Saved data entries
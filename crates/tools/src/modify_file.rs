//! Modify an existing workspace file.
//!
//! The reverse action is another `modify_file` carrying the prior content,
//! so applying it restores the previous observable state.

use async_trait::async_trait;
use std::sync::Arc;
use tracing::debug;

use devsquad_core::error::ErrorCode;
use devsquad_core::project::Artifact;
use devsquad_core::tool::{ReverseAction, Tool, ToolContext, ToolResult};
use devsquad_store::ProjectStore;

use crate::resolve_workspace_path;

pub struct ModifyFileTool {
    store: Arc<dyn ProjectStore>,
}

impl ModifyFileTool {
    pub fn new(store: Arc<dyn ProjectStore>) -> Self {
        Self { store }
    }
}

#[async_trait]
impl Tool for ModifyFileTool {
    fn name(&self) -> &str {
        "modify_file"
    }

    fn description(&self) -> &str {
        "Replace the content of an existing file. Fails if the file does not exist — use write_file to create new files."
    }

    fn parameters_schema(&self) -> serde_json::Value {
        serde_json::json!({
            "type": "object",
            "properties": {
                "path": {
                    "type": "string",
                    "description": "Workspace-relative path of the file to modify"
                },
                "content": {
                    "type": "string",
                    "description": "The new file content"
                }
            },
            "required": ["path", "content"]
        })
    }

    async fn execute(&self, arguments: serde_json::Value, ctx: &ToolContext) -> ToolResult {
        let path = arguments["path"].as_str().unwrap_or_default();
        let content = arguments["content"].as_str().unwrap_or_default();

        let disk_path = match resolve_workspace_path(&ctx.workspace_root, path) {
            Ok(p) => p,
            Err(reason) => return ToolResult::failure("modify_file", ErrorCode::InvalidArgs, reason),
        };

        if !disk_path.exists() {
            return ToolResult::failure(
                "modify_file",
                ErrorCode::FileNotFound,
                format!("File '{path}' does not exist — use write_file to create it"),
            );
        }

        let previous = match tokio::fs::read_to_string(&disk_path).await {
            Ok(c) => c,
            Err(e) => {
                return ToolResult::failure(
                    "modify_file",
                    ErrorCode::ExecutionError,
                    format!("Failed to read existing file: {e}"),
                );
            }
        };

        if let Err(e) = tokio::fs::write(&disk_path, content).await {
            return ToolResult::failure(
                "modify_file",
                ErrorCode::ExecutionError,
                format!("Failed to write file: {e}"),
            );
        }

        let version = match self.store.artifact(path).await {
            Ok(Some(existing)) => existing.version + 1,
            Ok(None) => 1,
            Err(e) => {
                return ToolResult::failure("modify_file", ErrorCode::ExecutionError, e.to_string());
            }
        };
        let mut artifact = Artifact::new(path, content);
        artifact.version = version;
        if let Err(e) = self.store.upsert_artifact(artifact).await {
            return ToolResult::failure("modify_file", ErrorCode::ExecutionError, e.to_string());
        }

        debug!(path = %path, version, "File modified");

        ToolResult::ok_reversible(
            "modify_file",
            format!("Modified '{path}' (v{version}, {} bytes)", content.len()),
            ReverseAction {
                tool: "modify_file".into(),
                arguments: serde_json::json!({ "path": path, "content": previous }),
            },
        )
    }
}
//! Built-in tool implementations for DevSquad agents.
//!
//! Tools give personas the ability to act on the project: create and
//! modify files, manage tasks, message teammates, hire agents, and run
//! tests/linters. Every tool obeys the contract in `devsquad_core::tool`:
//! arguments are schema-validated before execution, every invocation
//! yields exactly one `ToolResult`, and reversible effects carry a
//! self-describing reverse action.

pub mod assign_task;
pub mod create_task;
pub mod delete_file;
pub mod hire_agent;
pub mod modify_file;
pub mod read_file;
pub mod run_linter;
pub mod send_message;
pub mod update_task_status;
pub mod write_file;

use std::path::{Component, Path, PathBuf};
use std::sync::Arc;

use devsquad_core::tool::ToolRegistry;
use devsquad_store::ProjectStore;

/// Create the default tool registry with all built-in tools.
///
/// The registry is explicitly constructed and injected into the runtime —
/// its lifetime is scoped to the serving process, not import time.
pub fn default_registry(store: Arc<dyn ProjectStore>) -> ToolRegistry {
    let mut registry = ToolRegistry::new();
    registry.register(Box::new(write_file::WriteFileTool::new(store.clone())));
    registry.register(Box::new(modify_file::ModifyFileTool::new(store.clone())));
    registry.register(Box::new(delete_file::DeleteFileTool::new(store.clone())));
    registry.register(Box::new(read_file::ReadFileTool::new()));
    registry.register(Box::new(create_task::CreateTaskTool::new(store.clone())));
    registry.register(Box::new(update_task_status::UpdateTaskStatusTool::new(
        store.clone(),
    )));
    registry.register(Box::new(assign_task::AssignTaskTool::new(store.clone())));
    registry.register(Box::new(send_message::SendMessageTool::new(store.clone())));
    registry.register(Box::new(hire_agent::HireAgentTool::new(store)));
    registry.register(Box::new(run_tests::RunTestsTool::default()));
    registry.register(Box::new(run_linter::RunLinterTool::default()));
    registry
}

/// Resolve a workspace-relative path, rejecting absolute paths and parent
/// traversal. Returns the absolute on-disk path.
pub(crate) fn resolve_workspace_path(root: &Path, path: &str) -> Result<PathBuf, String> {
    let candidate = Path::new(path);
    if candidate.is_absolute() {
        return Err(format!("Path must be workspace-relative: {path}"));
    }
    for component in candidate.components() {
        if matches!(component, Component::ParentDir) {
            return Err(format!("Path must not traverse above the workspace: {path}"));
        }
    }
    Ok(root.join(candidate))
}

#[cfg(test)]
mod tests {
    use super::*;
    use devsquad_store::InMemoryStore;

    #[test]
    fn default_registry_registers_all_tools() {
        let registry = default_registry(Arc::new(InMemoryStore::new()));
        let names = registry.names();
        for expected in [
            "assign_task",
            "create_task",
            "delete_file",
            "hire_agent",
            "modify_file",
            "read_file",
            "run_linter",
            "run_tests",
            "send_message",
            "update_task_status",
            "write_file",
        ] {
            assert!(names.contains(&expected), "missing tool {expected}");
        }
    }

    #[test]
    fn workspace_path_rejects_absolute() {
        let err = resolve_workspace_path(Path::new("/ws"), "/etc/passwd").unwrap_err();
        assert!(err.contains("workspace-relative"));
    }

    #[test]
    fn workspace_path_rejects_traversal() {
        let err = resolve_workspace_path(Path::new("/ws"), "../secrets.txt").unwrap_err();
        assert!(err.contains("traverse"));
    }

    #[test]
    fn workspace_path_joins_relative() {
        let path = resolve_workspace_path(Path::new("/ws"), "src/main.rs").unwrap();
        assert_eq!(path, PathBuf::from("/ws/src/main.rs"));
    }
}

* [WHAT IS NEEDED] Once you have read the records above, set every one of them down again exactly.

* [SOLUTION TO THE PROBLEM]
filename crates/tools/src/modify_file.rs
//! Modify an existing workspace file.
//!
//! The reverse action is another `modify_file` carrying the prior content,
//! so applying it restores the previous observable state.

use async_trait::async_trait;
use std::sync::Arc;
use tracing::debug;

use devsquad_core::error::ErrorCode;
use devsquad_core::project::Artifact;
use devsquad_core::tool::{ReverseAction, Tool, ToolContext, ToolResult};
use devsquad_store::ProjectStore;

use crate::resolve_workspace_path;

pub struct ModifyFileTool {
    store: Arc<dyn ProjectStore>,
}

impl ModifyFileTool {
    pub fn new(store: Arc<dyn ProjectStore>) -> Self {
        Self { store }
    }
}

#[async_trait]
impl Tool for ModifyFileTool {
    fn name(&self) -> &str {
        "modify_file"
    }

    fn description(&self) -> &str {
        "Replace the content of an existing file. Fails if the file does not exist — use write_file to create new files."
    }

    fn parameters_schema(&self) -> serde_json::Value {
        serde_json::json!({
            "type": "object",
            "properties": {
                "path": {
                    "type": "string",
                    "description": "Workspace-relative path of the file to modify"
                },
                "content": {
                    "type": "string",
                    "description": "The new file content"
                }
            },
            "required": ["path", "content"]
        })
    }

    async fn execute(&self, arguments: serde_json::Value, ctx: &ToolContext) -> ToolResult {
        let path = arguments["path"].as_str().unwrap_or_default();
        let content = arguments["content"].as_str().unwrap_or_default();

        let disk_path = match resolve_workspace_path(&ctx.workspace_root, path) {
            Ok(p) => p,
            Err(reason) => return ToolResult::failure("modify_file", ErrorCode::InvalidArgs, reason),
        };

        if !disk_path.exists() {
            return ToolResult::failure(
                "modify_file",
                ErrorCode::FileNotFound,
                format!("File '{path}' does not exist — use write_file to create it"),
            );
        }

        let previous = match tokio::fs::read_to_string(&disk_path).await {
            Ok(c) => c,
            Err(e) => {
                return ToolResult::failure(
                    "modify_file",
                    ErrorCode::ExecutionError,
                    format!("Failed to read existing file: {e}"),
                );
            }
        };

        if let Err(e) = tokio::fs::write(&disk_path, content).await {
            return ToolResult::failure(
                "modify_file",
                ErrorCode::ExecutionError,
                format!("Failed to write file: {e}"),
            );
        }

        let version = match self.store.artifact(path).await {
            Ok(Some(existing)) => existing.version + 1,
            Ok(None) => 1,
            Err(e) => {
                return ToolResult::failure("modify_file", ErrorCode::ExecutionError, e.to_string());
            }
        };
        let mut artifact = Artifact::new(path, content);
        artifact.version = version;
        if let Err(e) = self.store.upsert_artifact(artifact).await {
            return ToolResult::failure("modify_file", ErrorCode::ExecutionError, e.to_string());
        }

        debug!(path = %path, version, "File modified");

        ToolResult::ok_reversible(
            "modify_file",
            format!("Modified '{path}' (v{version}, {} bytes)", content.len()),
            ReverseAction {
                tool: "modify_file".into(),
                arguments: serde_json::json!({ "path": path, "content": previous }),
            },
        )
    }
}
//! Built-in tool implementations for DevSquad agents.
//!
//! Tools give personas the ability to act on the project: create and
//! modify files, manage tasks, message teammates, hire agents, and run
//! tests/linters. Every tool obeys the contract in `devsquad_core::tool`:
//! arguments are schema-validated before execution, every invocation
//! yields exactly one `ToolResult`, and reversible effects carry a
//! self-describing reverse action.

pub mod assign_task;
pub mod create_task;
pub mod delete_file;
pub mod hire_agent;
pub mod modify_file;
pub mod read_file;
pub mod run_linter;
pub mod send_message;
pub mod update_task_status;
pub mod write_file;

use std::path::{Component, Path, PathBuf};
use std::sync::Arc;

use devsquad_core::tool::ToolRegistry;
use devsquad_store::ProjectStore;

/// Create the default tool registry with all built-in tools.
///
/// The registry is explicitly constructed and injected into the runtime —
/// its lifetime is scoped to the serving process, not import time.
pub fn default_registry(store: Arc<dyn ProjectStore>) -> ToolRegistry {
    let mut registry = ToolRegistry::new();
    registry.register(Box::new(write_file::WriteFileTool::new(store.clone())));
    registry.register(Box::new(modify_file::ModifyFileTool::new(store.clone())));
    registry.register(Box::new(delete_file::DeleteFileTool::new(store.clone())));
    registry.register(Box::new(read_file::ReadFileTool::new()));
    registry.register(Box::new(create_task::CreateTaskTool::new(store.clone())));
    registry.register(Box::new(update_task_status::UpdateTaskStatusTool::new(
        store.clone(),
    )));
    registry.register(Box::new(assign_task::AssignTaskTool::new(store.clone())));
    registry.register(Box::new(send_message::SendMessageTool::new(store.clone())));
    registry.register(Box::new(hire_agent::HireAgentTool::new(store)));
    registry.register(Box::new(run_tests::RunTestsTool::default()));
    registry.register(Box::new(run_linter::RunLinterTool::default()));
    registry
}

/// Resolve a workspace-relative path, rejecting absolute paths and parent
/// traversal. Returns the absolute on-disk path.
pub(crate) fn resolve_workspace_path(root: &Path, path: &str) -> Result<PathBuf, String> {
    let candidate = Path::new(path);
    if candidate.is_absolute() {
        return Err(format!("Path must be workspace-relative: {path}"));
    }
    for component in candidate.components() {
        if matches!(component, Component::ParentDir) {
            return Err(format!("Path must not traverse above the workspace: {path}"));
        }
    }
    Ok(root.join(candidate))
}

#[cfg(test)]
mod tests {
    use super::*;
    use devsquad_store::InMemoryStore;

    #[test]
    fn default_registry_registers_all_tools() {
        let registry = default_registry(Arc::new(InMemoryStore::new()));
        let names = registry.names();
        for expected in [
            "assign_task",
            "create_task",
            "delete_file",
            "hire_agent",
            "modify_file",
            "read_file",
            "run_linter",
            "run_tests",
            "send_message",
            "update_task_status",
            "write_file",
        ] {
            assert!(names.contains(&expected), "missing tool {expected}");
        }
    }

    #[test]
    fn workspace_path_rejects_absolute() {
        let err = resolve_workspace_path(Path::new("/ws"), "/etc/passwd").unwrap_err();
        assert!(err.contains("workspace-relative"));
    }

    #[test]
    fn workspace_path_rejects_traversal() {
        let err = resolve_workspace_path(Path::new("/ws"), "../secrets.txt").unwrap_err();
        assert!(err.contains("traverse"));
    }

    #[test]
    fn workspace_path_joins_relative() {
        let path = resolve_workspace_path(Path::new("/ws"), "src/main.rs").unwrap();
        assert_eq!(path, PathBuf::from("/ws/src/main.rs"));
    }
}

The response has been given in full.